Économie

Politiques publiques

Cour des comptes : Au-delà du diagnostic cinglant

author LE MATIN

Le rapport de la Cour des comptes est l’étalon à travers lequel nous mesurons si le pays avance ou non dans le sens du développement économique.

Le rapport de la Cour des comptes est l’étalon à travers lequel nous mesurons si le pays avance ou non dans le sens du développement économique.

La publication du rapport de la Cour des comptes est un événement très attendu dans toutes les démocraties du monde. En effet, ce document renseigne sur l’efficacité de l’action publique et la pertinence des moyens mis en œuvre pour exécuter les différentes politiques publiques. Au-delà de la formalité, il s’agit, pour les analystes, d’évaluer la contribution du gouvernement au développement du pays. Or, en l’état actuel de la gouvernance publique, nous avons quelques soucis à nous faire !

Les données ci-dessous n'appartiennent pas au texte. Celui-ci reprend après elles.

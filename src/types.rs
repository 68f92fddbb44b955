//! Core types for the innovation idea pipeline.
//!
//! Ideas flow in as free text, get analyzed by nine independent agents,
//! and come out with structured scores, a quadrant placement, and a
//! build-vs-reuse recommendation against already-deployed solutions.

use chrono::{DateTime, Utc};
use serde::{Deserialize, Serialize};
use uuid::Uuid;

/// An innovation proposal submitted by a team member.
#[derive(Debug, Clone, Serialize, Deserialize)]
pub struct Idea {
    pub id: String,
    pub submitter_name: String,
    pub title: String,
    pub problem_statement: String,
    pub proposed_solution: String,
    pub expected_benefit: String,
    pub category: Option<String>,
    pub hospital: Option<String>,
    pub track: Option<String>,
    pub quadrant: Option<String>,
    pub phase: String,
    pub status: String,
    pub upvotes: i64,
    pub estimated_value: Option<i64>,
    pub estimated_roi: Option<f64>,
    pub created_at: DateTime<Utc>,
}

/// Fields a submitter provides; the rest are defaulted at creation.
#[derive(Debug, Clone, Serialize, Deserialize)]
pub struct IdeaDraft {
    pub title: String,
    pub problem_statement: String,
    pub proposed_solution: String,
    pub expected_benefit: String,
    #[serde(default)]
    pub submitter_name: Option<String>,
    #[serde(default)]
    pub category: Option<String>,
    #[serde(default)]
    pub hospital: Option<String>,
}

impl Idea {
    pub fn from_draft(draft: IdeaDraft) -> Self {
        Self {
            id: Uuid::new_v4().to_string(),
            submitter_name: draft.submitter_name.unwrap_or_else(|| "Anonymous".to_string()),
            title: draft.title,
            problem_statement: draft.problem_statement,
            proposed_solution: draft.proposed_solution,
            expected_benefit: draft.expected_benefit,
            category: draft.category,
            hospital: draft.hospital,
            track: None,
            quadrant: None,
            phase: "define".to_string(),
            status: "in-review".to_string(),
            upvotes: 0,
            estimated_value: None,
            estimated_roi: None,
            created_at: Utc::now(),
        }
    }

    /// Concatenated text used for embedding and keyword detection.
    pub fn search_text(&self) -> String {
        format!(
            "{} {} {}",
            self.title, self.problem_statement, self.proposed_solution
        )
    }
}

/// A solution already deployed somewhere in the hospital network.
///
/// Inserted once at startup into the similarity index; immutable after.
#[derive(Debug, Clone, Serialize, Deserialize)]
pub struct SolutionRecord {
    pub id: String,
    pub title: String,
    pub hospital: String,
    pub description: String,
    pub status: String,
    pub contact: String,
    pub roi: f64,
    pub value: i64,
}

/// Confidence bucket for a similarity match.
#[derive(Debug, Clone, Copy, PartialEq, Eq, Serialize, Deserialize)]
#[serde(rename_all = "lowercase")]
pub enum MatchTier {
    Exact,
    High,
    Moderate,
    Low,
}

impl MatchTier {
    /// Bucket a normalized similarity score.
    pub fn from_similarity(similarity: f64) -> Self {
        if similarity >= 0.95 {
            MatchTier::Exact
        } else if similarity >= 0.80 {
            MatchTier::High
        } else if similarity >= 0.65 {
            MatchTier::Moderate
        } else {
            MatchTier::Low
        }
    }
}

/// Two-axis (value, effort) triage label.
#[derive(Debug, Clone, Copy, PartialEq, Eq, Serialize, Deserialize)]
pub enum Quadrant {
    #[serde(rename = "Quick Wins")]
    QuickWins,
    #[serde(rename = "Big Bets")]
    BigBets,
    #[serde(rename = "Low Priority")]
    LowPriority,
    #[serde(rename = "Parking Lot")]
    ParkingLot,
}

impl Quadrant {
    pub fn label(&self) -> &'static str {
        match self {
            Quadrant::QuickWins => "Quick Wins",
            Quadrant::BigBets => "Big Bets",
            Quadrant::LowPriority => "Low Priority",
            Quadrant::ParkingLot => "Parking Lot",
        }
    }

    /// Quadrants that justify moving an idea forward.
    pub fn is_favorable(&self) -> bool {
        matches!(self, Quadrant::QuickWins | Quadrant::BigBets)
    }
}

impl std::fmt::Display for Quadrant {
    fn fmt(&self, f: &mut std::fmt::Formatter<'_>) -> std::fmt::Result {
        f.write_str(self.label())
    }
}

/// Final decision synthesized from the agent run.
#[derive(Debug, Clone, Copy, PartialEq, Eq, Serialize, Deserialize)]
#[serde(rename_all = "SCREAMING_SNAKE_CASE")]
pub enum Decision {
    Approve,
    ConditionalApprove,
    Defer,
    Reject,
}

/// Aggregate verdict derived from feasibility and strategic fit.
#[derive(Debug, Clone, Serialize, Deserialize)]
pub struct OverallRecommendation {
    pub decision: Decision,
    pub reasoning: String,
    pub feasibility_score: f64,
    pub strategic_quadrant: String,
    pub approval_probability: f64,
}

/// One agent's contribution to an analysis run.
///
/// A failed agent records its error message instead of a payload;
/// siblings are unaffected.
#[derive(Debug, Clone, Serialize)]
pub struct AgentRunResult {
    pub agent: &'static str,
    pub payload: serde_json::Value,
    pub error: Option<String>,
}

impl AgentRunResult {
    pub fn succeeded(&self) -> bool {
        self.error.is_none()
    }

    /// Payload for the aggregate report: the agent output, or an
    /// error-tagged object when the agent failed.
    pub fn report_payload(&self) -> serde_json::Value {
        match &self.error {
            Some(msg) => serde_json::json!({ "error": msg }),
            None => self.payload.clone(),
        }
    }
}

#[cfg(test)]
mod tests {
    use super::*;

    #[test]
    fn test_match_tier_boundaries() {
        assert_eq!(MatchTier::from_similarity(0.95), MatchTier::Exact);
        assert_eq!(MatchTier::from_similarity(0.949), MatchTier::High);
        assert_eq!(MatchTier::from_similarity(0.80), MatchTier::High);
        assert_eq!(MatchTier::from_similarity(0.799), MatchTier::Moderate);
        assert_eq!(MatchTier::from_similarity(0.65), MatchTier::Moderate);
        assert_eq!(MatchTier::from_similarity(0.64), MatchTier::Low);
        assert_eq!(MatchTier::from_similarity(1.0), MatchTier::Exact);
    }

    #[test]
    fn test_quadrant_labels_round_trip() {
        let q: Quadrant = serde_json::from_str("\"Quick Wins\"").unwrap();
        assert_eq!(q, Quadrant::QuickWins);
        assert_eq!(
            serde_json::to_string(&Quadrant::ParkingLot).unwrap(),
            "\"Parking Lot\""
        );
    }

    #[test]
    fn test_decision_serializes_screaming() {
        assert_eq!(
            serde_json::to_string(&Decision::ConditionalApprove).unwrap(),
            "\"CONDITIONAL_APPROVE\""
        );
    }

    #[test]
    fn test_idea_from_draft_defaults() {
        let idea = Idea::from_draft(IdeaDraft {
            title: "t".into(),
            problem_statement: "p".into(),
            proposed_solution: "s".into(),
            expected_benefit: "b".into(),
            submitter_name: None,
            category: None,
            hospital: None,
        });
        assert_eq!(idea.submitter_name, "Anonymous");
        assert_eq!(idea.phase, "define");
        assert_eq!(idea.status, "in-review");
        assert_eq!(idea.upvotes, 0);
    }
}
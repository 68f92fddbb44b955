//! Task routing across reasoning-engine profiles.
//!
//! Each profile names an external model deployment and the task
//! categories it was picked for. Routing is total: any task type,
//! including ones added later and never mapped, resolves to the default
//! general-purpose profile.

use serde::{Deserialize, Serialize};

/// Semantic task categories the pipeline issues calls for.
#[derive(Debug, Clone, Copy, PartialEq, Eq, Hash, Serialize, Deserialize)]
#[serde(rename_all = "snake_case")]
pub enum TaskType {
    SystemContext,
    SolutionArchitecture,
    Feasibility,
    Similarity,
    StrategicFit,
    ResourceOptimization,
    BrdGeneration,
    Coaching,
    Notifications,
    RunAllAnalysis,
    Classification,
    EntityExtraction,
    Summarization,
}

impl TaskType {
    pub fn as_str(&self) -> &'static str {
        match self {
            TaskType::SystemContext => "system_context",
            TaskType::SolutionArchitecture => "solution_architecture",
            TaskType::Feasibility => "feasibility",
            TaskType::Similarity => "similarity",
            TaskType::StrategicFit => "strategic_fit",
            TaskType::ResourceOptimization => "resource_optimization",
            TaskType::BrdGeneration => "brd_generation",
            TaskType::Coaching => "coaching",
            TaskType::Notifications => "notifications",
            TaskType::RunAllAnalysis => "run_all_analysis",
            TaskType::Classification => "classification",
            TaskType::EntityExtraction => "entity_extraction",
            TaskType::Summarization => "summarization",
        }
    }

    /// Low temperature for tasks expected to emit structured artifacts.
    pub fn temperature(&self) -> f32 {
        match self {
            TaskType::SolutionArchitecture
            | TaskType::BrdGeneration
            | TaskType::Feasibility => 0.3,
            _ => 0.7,
        }
    }

    /// Document and architecture generation get more room.
    pub fn max_tokens(&self) -> u32 {
        match self {
            TaskType::SolutionArchitecture | TaskType::BrdGeneration => 4000,
            _ => 2000,
        }
    }
}

impl std::fmt::Display for TaskType {
    fn fmt(&self, f: &mut std::fmt::Formatter<'_>) -> std::fmt::Result {
        f.write_str(self.as_str())
    }
}

/// A named binding from task categories to a model deployment.
///
/// Pure metadata: nothing here talks to the network.
#[derive(Debug, Clone, Serialize, Deserialize)]
pub struct ReasoningProfile {
    pub name: String,
    pub deployment: String,
    pub use_case: String,
    pub tasks: Vec<TaskType>,
}

/// Name of the profile every unmapped task falls back to.
pub const DEFAULT_PROFILE: &str = "gpt-4.1";

/// Immutable profile registry constructed once at startup.
#[derive(Debug, Clone)]
pub struct ModelRegistry {
    profiles: Vec<ReasoningProfile>,
}

impl ModelRegistry {
    /// Build the registry, letting the environment override deployment
    /// names per profile.
    pub fn from_env() -> Self {
        let profile = |name: &str, env_key: &str, fallback: &str, use_case: &str, tasks: Vec<TaskType>| {
            ReasoningProfile {
                name: name.to_string(),
                deployment: std::env::var(env_key).unwrap_or_else(|_| fallback.to_string()),
                use_case: use_case.to_string(),
                tasks,
            }
        };

        Self {
            profiles: vec![
                profile(
                    "o3",
                    "AZURE_OPENAI_DEPLOYMENT_O3",
                    "o3",
                    "Advanced reasoning, strategic decisions",
                    vec![
                        TaskType::StrategicFit,
                        TaskType::ResourceOptimization,
                        TaskType::RunAllAnalysis,
                    ],
                ),
                profile(
                    "o1",
                    "AZURE_OPENAI_DEPLOYMENT_O1",
                    "o1",
                    "Deep reasoning, risk and financial analysis",
                    vec![TaskType::Feasibility],
                ),
                profile(
                    "gpt-4.1",
                    "AZURE_OPENAI_DEPLOYMENT_GPT41",
                    "gpt-4.1",
                    "General purpose, conversational coaching",
                    vec![TaskType::Coaching],
                ),
                profile(
                    "gpt-4.1-mini",
                    "AZURE_OPENAI_DEPLOYMENT_GPT41_MINI",
                    "gpt-4.1-mini",
                    "Fast general-purpose tasks",
                    vec![TaskType::Similarity, TaskType::Notifications],
                ),
                profile(
                    "gpt-4.1-nano",
                    "AZURE_OPENAI_DEPLOYMENT_GPT41_NANO",
                    "gpt-4.1-nano",
                    "Ultra-fast extraction and tagging",
                    vec![
                        TaskType::SystemContext,
                        TaskType::Classification,
                        TaskType::EntityExtraction,
                    ],
                ),
                profile(
                    "gpt-5.1-codex",
                    "AZURE_OPENAI_CODEX_DEPLOYMENT",
                    "gpt-5.1-codex",
                    "Code generation, technical artifacts, structured JSON",
                    vec![TaskType::SolutionArchitecture, TaskType::BrdGeneration],
                ),
            ],
        }
    }

    /// Resolve a task type to its profile. Total: unmapped tasks get the
    /// default profile.
    pub fn route(&self, task_type: TaskType) -> &ReasoningProfile {
        self.profiles
            .iter()
            .find(|p| p.tasks.contains(&task_type))
            .unwrap_or_else(|| self.default_profile())
    }

    pub fn default_profile(&self) -> &ReasoningProfile {
        self.profiles
            .iter()
            .find(|p| p.name == DEFAULT_PROFILE)
            .expect("registry always contains the default profile")
    }

    pub fn profiles(&self) -> &[ReasoningProfile] {
        &self.profiles
    }
}

#[cfg(test)]
mod tests {
    use super::*;

    #[test]
    fn test_route_mapped_tasks() {
        let registry = ModelRegistry::from_env();
        assert_eq!(registry.route(TaskType::Feasibility).name, "o1");
        assert_eq!(registry.route(TaskType::StrategicFit).name, "o3");
        assert_eq!(registry.route(TaskType::BrdGeneration).name, "gpt-5.1-codex");
        assert_eq!(registry.route(TaskType::SystemContext).name, "gpt-4.1-nano");
    }

    #[test]
    fn test_unmapped_task_routes_to_default() {
        let registry = ModelRegistry::from_env();
        // Summarization has no dedicated profile entry.
        assert_eq!(registry.route(TaskType::Summarization).name, DEFAULT_PROFILE);
    }

    #[test]
    fn test_default_profile_present() {
        let registry = ModelRegistry::from_env();
        assert_eq!(registry.default_profile().name, DEFAULT_PROFILE);
    }

    #[test]
    fn test_temperature_and_token_budgets() {
        assert_eq!(TaskType::SolutionArchitecture.temperature(), 0.3);
        assert_eq!(TaskType::Coaching.temperature(), 0.7);
        assert_eq!(TaskType::BrdGeneration.max_tokens(), 4000);
        assert_eq!(TaskType::Notifications.max_tokens(), 2000);
    }
}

Un état des lieux qui n’a rien de nouveau
Le rapport de la Cour des comptes de cette année pointe les carences de la gestion publique, dont certaines se répètent à chaque exercice, sans que les gouvernements successifs ne puissent les adresser, ne serait-ce que partiellement, faute d’avoir l’ambition d'y remédier définitivement. La première tare soulevée est l’absence de vision et de planification stratégiques dans bon nombre d’établissements publics, faisant que l’essentiel d’entre eux navigue à vue sans le moindre cap, ni gestion moderne de l’allocation des ressources. La deuxième tare est le déficit financier chronique de certaines entreprises publiques. Quand on sait que l’OCP concentre à lui seul 50% des bénéfices des entreprises et établissements publics (EEP) et que l’autre moitié est le fait des 44 autres EEP et leurs 472 filiales, on a une idée assez précise de l’efficacité de l’État, en tant qu’actionnaire et gestionnaire. Ainsi, au lieu qu’ils soient des pourvoyeurs de ressources, ils en deviennent des consommateurs, non pas en raison du coût de la mission de service public, ce qui aurait été somme toute compréhensible, mais en raison de lacunes structurelles de gestion pointées à plusieurs reprises dans le rapport. La troisième tare soulevée par les magistrats de la Cour des comptes et non des moindres est la dilapidation systématique des ressources publiques de la part de certains organes de l’État (ministères, établissements autonomes, etc.). Ils l’expliquent par l’insuffisant respect des règles de passation des marchés publics et le manque de rationalité dans l’engagement des dépenses. Sur le même registre, la mauvaise gestion par certains partis politiques de la subvention qui leur est allouée pour se financer est assez révélatrice de l’usage que font des fonds publics ceux qui sont censés être les garants de la démocratie et les gardiens du bon usage de l’argent des contribuables.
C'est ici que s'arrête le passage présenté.